→ ACTION ITEM
Please print only the top portion of the entries below, ending with the line that contains "use pricing_calculator::configure_routes;", exactly as written.

→ DATA PROVIDED

//! Service-level tests for the `/calculator` routes, run in-process through
//! `actix_web::test` against a seeded in-memory price catalogue.

use std::str::FromStr;

use actix_web::http::header::ContentType;
use actix_web::http::StatusCode;
use actix_web::{test, web, App};
use bigdecimal::BigDecimal;
use pricing_calculator::configure_routes;
use pricing_calculator::domain::discount::DiscountPolicy;
use pricing_calculator::infrastructure::price_repo::InMemoryPriceRepository;
use pricing_calculator::shared_calculator;
use serde_json::{json, Value};

fn dec(s: &str) -> BigDecimal {
    BigDecimal::from_str(s).expect("valid decimal")
}

fn catalogue() -> InMemoryPriceRepository {
    InMemoryPriceRepository::new(DiscountPolicy::standard())
        .with_price("article-1", dec("1.50"))
        .with_price("article-2", dec("0.29"))
        .with_price("article-3", dec("10"))
        .with_price("article-4", dec("34.29"))
}

macro_rules! app {
    () => {
        test::init_service(
            App::new()
                .app_data(web::Data::new(shared_calculator(catalogue())))
                .configure(configure_routes),
        )
        .await
    };
}

#[actix_web::test]
async fn calculate_basket_with_customer_discount() {
    let app = app!();
    let req = test::TestRequest::post()
        .uri("/calculator/calculate-basket")
        .set_json(json!({
            "customerId": "customer-1",
            "entries": [
                { "articleId": "article-1", "quantity": 2 },
                { "articleId": "article-2", "quantity": 1 },
                { "articleId": "article-3", "quantity": 3 }
            ]
        }))
        .to_request();

    let resp = test::call_service(&app, req).await;
    assert_eq!(resp.status(), StatusCode::OK);

    let body: Value = test::read_body_json(resp).await;
    assert_eq!(body["customerId"], "customer-1");
    assert_eq!(body["pricedBasketEntries"]["article-1"], "3.00");
    assert_eq!(body["pricedBasketEntries"]["article-2"], "0.29");
    // 10 * 0.90 = 9.00, times 3
    assert_eq!(body["pricedBasketEntries"]["article-3"], "27.00");
    assert_eq!(body["totalAmount"], "30.29");
}

#[actix_web::test]
async fn calculate_basket_without_customer_uses_list_prices() {
    let app = app!();
    let req = test::TestRequest::post()
        .uri("/calculator/calculate-basket")
        .set_json(json!({
            "entries": [{ "articleId": "article-3", "quantity": "1.5" }]
        }))
        .to_request();

    let resp = test::call_service(&app, req).await;
    assert_eq!(resp.status(), StatusCode::OK);

    let body: Value = test::read_body_json(resp).await;
    assert_eq!(body["customerId"], Value::Null);
    assert_eq!(body["totalAmount"], "15.0");
}

#[actix_web::test]
async fn calculate_basket_unknown_article_is_404() {
    let app = app!();
    let req = test::TestRequest::post()
        .uri("/calculator/calculate-basket")
        .set_json(json!({
            "customerId": "customer-1",
            "entries": [
                { "articleId": "article-1", "quantity": 1 },
                { "articleId": "article-404", "quantity": 1 }
            ]
        }))
        .to_request();

    let resp = test::call_service(&app, req).await;
    assert_eq!(resp.status(), StatusCode::NOT_FOUND);

    let body: Value = test::read_body_json(resp).await;
    assert_eq!(body["error"], "Price not found for article: article-404");
}

#[actix_web::test]
async fn calculate_basket_without_entries_is_400() {
    let app = app!();
    let req = test::TestRequest::post()
        .uri("/calculator/calculate-basket")
        .set_json(json!({ "customerId": "customer-1", "entries": [] }))
        .to_request();

    let resp = test::call_service(&app, req).await;
    assert_eq!(resp.status(), StatusCode::BAD_REQUEST);
}

#[actix_web::test]
async fn calculate_basket_with_blank_article_is_400() {
    let app = app!();
    let req = test::TestRequest::post()
        .uri("/calculator/calculate-basket")
        .set_json(json!({
            "customerId": "customer-1",
            "entries": [{ "articleId": "", "quantity": 1 }]
        }))
        .to_request();

    let resp = test::call_service(&app, req).await;
    assert_eq!(resp.status(), StatusCode::BAD_REQUEST);
}

#[actix_web::test]
async fn calculate_basket_with_missing_quantity_is_400() {
    let app = app!();
    let req = test::TestRequest::post()
        .uri("/calculator/calculate-basket")
        .set_json(json!({ "entries": [{ "articleId": "article-1" }] }))
        .to_request();

    let resp = test::call_service(&app, req).await;
    assert_eq!(resp.status(), StatusCode::BAD_REQUEST);
}

#[actix_web::test]
async fn article_list_price_is_a_bare_decimal() {
    let app = app!();
    let req = test::TestRequest::get()
        .uri("/calculator/article/article-4")
        .to_request();

    let resp = test::call_service(&app, req).await;
    assert_eq!(resp.status(), StatusCode::OK);
    assert_eq!(test::read_body(resp).await, "34.29");
}

#[actix_web::test]
async fn article_customer_price_applies_discount() {
    let app = app!();
    let req = test::TestRequest::get()
        .uri("/calculator/article/article-4/price?customerId=customer-1")
        .to_request();

    let resp = test::call_service(&app, req).await;
    assert_eq!(resp.status(), StatusCode::OK);
    assert_eq!(test::read_body(resp).await, "30.86");
}

#[actix_web::test]
async fn article_price_for_customer_without_discount_is_list_price() {
    let app = app!();
    let req = test::TestRequest::get()
        .uri("/calculator/article/article-4/price?customerId=customer-9")
        .to_request();

    let resp = test::call_service(&app, req).await;
    assert_eq!(resp.status(), StatusCode::OK);
    assert_eq!(test::read_body(resp).await, "34.29");
}

#[actix_web::test]
async fn unknown_article_price_is_404() {
    let app = app!();
    let req = test::TestRequest::get()
        .uri("/calculator/article/article-404/price?customerId=customer-1")
        .to_request();

    let resp = test::call_service(&app, req).await;
    assert_eq!(resp.status(), StatusCode::NOT_FOUND);
}

#[actix_web::test]
async fn numeric_quantity_keeps_trailing_zero_and_full_precision() {
    let app = app!();
    let req = test::TestRequest::post()
        .uri("/calculator/calculate-basket")
        .insert_header(ContentType::json())
        .set_payload(
            r#"{"entries":[
                {"articleId":"article-3","quantity":1.10},
                {"articleId":"article-1","quantity":0.1234567890123456789}
            ]}"#,
        )
        .to_request();

    let resp = test::call_service(&app, req).await;
    assert_eq!(resp.status(), StatusCode::OK);

    let body: Value = test::read_body_json(resp).await;
    assert_eq!(body["pricedBasketEntries"]["article-3"], "11.00");
    assert_eq!(
        body["pricedBasketEntries"]["article-1"],
        "0.185185183518518518350"
    );
    assert_eq!(body["totalAmount"], "11.185185183518518518350");
}
use std::collections::HashMap;

use bigdecimal::{BigDecimal, RoundingMode};

/// Scale customer prices are rounded to.
pub const PRICE_SCALE: i64 = 2;

/// Percentage discounts off the list price, keyed by customer id.
///
/// Customers without an entry get no discount, which is a normal outcome and
/// surfaces as `None` from [`DiscountPolicy::apply`].
#[derive(Debug, Clone, Default)]
pub struct DiscountPolicy {
    rates: HashMap<String, BigDecimal>,
}

impl DiscountPolicy {
    pub fn new() -> Self {
        Self::default()
    }

    /// The two discounted customer classes the calculator ships with.
    pub fn standard() -> Self {
        Self::new()
            .with_rate("customer-1", BigDecimal::new(10.into(), 2))
            .with_rate("customer-2", BigDecimal::new(15.into(), 2))
    }

    pub fn with_rate(mut self, customer_id: impl Into<String>, rate: BigDecimal) -> Self {
        self.rates.insert(customer_id.into(), rate);
        self
    }

    pub fn rate_for(&self, customer_id: &str) -> Option<&BigDecimal> {
        self.rates.get(customer_id)
    }

    pub fn is_empty(&self) -> bool {
        self.rates.is_empty()
    }

    /// `list_price * (1 - rate)`, rounded half-up to two decimals.
    pub fn apply(&self, list_price: &BigDecimal, customer_id: &str) -> Option<BigDecimal> {
        let rate = self.rate_for(customer_id)?;
        let factor = BigDecimal::from(1) - rate;
        Some((list_price * &factor).with_scale_round(PRICE_SCALE, RoundingMode::HalfUp))
    }
}
pub mod calculator;
use actix_web::HttpResponse;
use thiserror::Error;

use crate::domain::errors::DomainError;

#[derive(Debug, Error)]
pub enum AppError {
    #[error("Bad request: {0}")]
    BadRequest(String),

    #[error("{0}")]
    NotFound(String),

    #[error("Internal error: {0}")]
    Internal(String),
}

impl From<DomainError> for AppError {
    fn from(e: DomainError) -> Self {
        match e {
            DomainError::PriceNotFound(_) => AppError::NotFound(e.to_string()),
        }
    }
}

impl actix_web::ResponseError for AppError {
    fn error_response(&self) -> HttpResponse {
        match self {
            AppError::BadRequest(_) => HttpResponse::BadRequest().json(serde_json::json!({
                "error": self.to_string()
            })),
            AppError::NotFound(_) => HttpResponse::NotFound().json(serde_json::json!({
                "error": self.to_string()
            })),
            AppError::Internal(msg) => {
                log::error!("request failed: {}", msg);
                HttpResponse::InternalServerError().json(serde_json::json!({
                    "error": "Internal server error"
                }))
            }
        }
    }
}
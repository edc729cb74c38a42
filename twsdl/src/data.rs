// twsdl/src/data.rs
// Market data rows collected by historical and streaming requests

use num_enum::TryFromPrimitive;
use std::fmt;

/// One historical bar. `date` is passed through as TWS formats it.
#[derive(Debug, Clone, Default, PartialEq)]
pub struct Bar {
  pub date: String,
  pub open: f64,
  pub high: f64,
  pub low: f64,
  pub close: f64,
  pub volume: i64,
  pub wap: f64,
  pub has_gaps: bool,
  pub count: i32,
}

/// Tick types that show up on snapshot and streaming market data.
#[derive(Debug, Clone, Copy, PartialEq, Eq, Hash, TryFromPrimitive)]
#[repr(i32)]
pub enum TickType {
  BidSize = 0,
  BidPrice = 1,
  AskPrice = 2,
  AskSize = 3,
  LastPrice = 4,
  LastSize = 5,
  High = 6,
  Low = 7,
  Volume = 8,
  ClosePrice = 9,
  OpenTick = 14,
  Low13Weeks = 15,
  High13Weeks = 16,
  Low26Weeks = 17,
  High26Weeks = 18,
  Low52Weeks = 19,
  High52Weeks = 20,
  AverageVolume = 21,
  OptionHistoricalVolatility = 23,
  OptionImpliedVolatility = 24,
  OptionCallOpenInterest = 27,
  OptionPutOpenInterest = 28,
  OptionCallVolume = 29,
  OptionPutVolume = 30,
  IndexFuturePremium = 31,
  BidExchange = 32,
  AskExchange = 33,
  AuctionVolume = 34,
  AuctionPrice = 35,
  AuctionImbalance = 36,
  MarkPrice = 37,
  LastTimestamp = 45,
  Shortable = 46,
  RtVolume = 48,
  Halted = 49,
  TradeCount = 54,
  TradeRate = 55,
  VolumeRate = 56,
  LastRthTrade = 57,
  Unknown = -1,
}

impl TickType {
  pub fn from_i32(v: i32) -> Self {
    TickType::try_from(v).unwrap_or(TickType::Unknown)
  }
}

impl fmt::Display for TickType {
  fn fmt(&self, f: &mut fmt::Formatter<'_>) -> fmt::Result {
    write!(f, "{:?}", self)
  }
}

/// Value carried by a tick.
#[derive(Debug, Clone, PartialEq)]
pub enum TickValue {
  Price(f64),
  Size(i64),
}

/// One tick received on a market data line.
#[derive(Debug, Clone, PartialEq)]
pub struct Tick {
  /// Raw tick type id as sent by TWS
  pub field: i32,
  pub value: TickValue,
}

impl Tick {
  pub fn kind(&self) -> TickType {
    TickType::from_i32(self.field)
  }
}
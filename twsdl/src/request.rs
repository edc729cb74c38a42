// twsdl/src/request.rs
// The single in-flight query request

use std::fmt;

/// Kind of query request. At most one query is in flight at any time.
#[derive(Debug, Clone, Copy, PartialEq, Eq, Hash)]
pub enum ReqKind {
  None,
  AccStatus,
  Executions,
  Orders,
  ContractDetails,
  Hist,
}

impl fmt::Display for ReqKind {
  fn fmt(&self, f: &mut fmt::Formatter<'_>) -> fmt::Result {
    let s = match self {
      ReqKind::None => "none",
      ReqKind::AccStatus => "account",
      ReqKind::Executions => "executions",
      ReqKind::Orders => "open_orders",
      ReqKind::ContractDetails => "contract_details",
      ReqKind::Hist => "historical_data",
    };
    write!(f, "{}", s)
  }
}

#[derive(Debug, Clone)]
pub struct GenericRequest {
  kind: ReqKind,
  req_id: i32,
  ctime: i64,
}

impl Default for GenericRequest {
  fn default() -> Self {
    Self { kind: ReqKind::None, req_id: 0, ctime: 0 }
  }
}

impl GenericRequest {
  /// Start a new request. Ids must grow strictly.
  pub fn next_request(&mut self, kind: ReqKind, req_id: i32, now: i64) {
    debug_assert!(self.kind == ReqKind::None, "request {} still open", self.req_id);
    debug_assert!(req_id > self.req_id || self.req_id == 0);
    self.kind = kind;
    self.req_id = req_id;
    self.ctime = now;
  }

  pub fn close(&mut self) {
    self.kind = ReqKind::None;
  }

  pub fn kind(&self) -> ReqKind {
    self.kind
  }

  pub fn req_id(&self) -> i32 {
    self.req_id
  }

  pub fn is_open(&self) -> bool {
    self.kind != ReqKind::None
  }

  /// Milliseconds since the request was sent.
  pub fn age(&self, now: i64) -> i64 {
    now - self.ctime
  }
}

#[cfg(test)]
mod tests {
  use super::*;

  #[test]
  fn test_lifecycle() {
    let mut r = GenericRequest::default();
    assert!(!r.is_open());
    r.next_request(ReqKind::Hist, 5, 1_000);
    assert!(r.is_open());
    assert_eq!(r.req_id(), 5);
    assert_eq!(r.age(1_250), 250);
    r.close();
    assert_eq!(r.kind(), ReqKind::None);
    r.next_request(ReqKind::Orders, 6, 2_000);
    assert_eq!(r.kind(), ReqKind::Orders);
  }
}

→ RESPONSE AREA
//! Service-level tests for the `/calculator` routes, run in-process through
//! `actix_web::test` against a seeded in-memory price catalogue.

use std::str::FromStr;

use actix_web::http::header::ContentType;
use actix_web::http::StatusCode;
use actix_web::{test, web, App};
use bigdecimal::BigDecimal;
use pricing_calculator::configure_routes;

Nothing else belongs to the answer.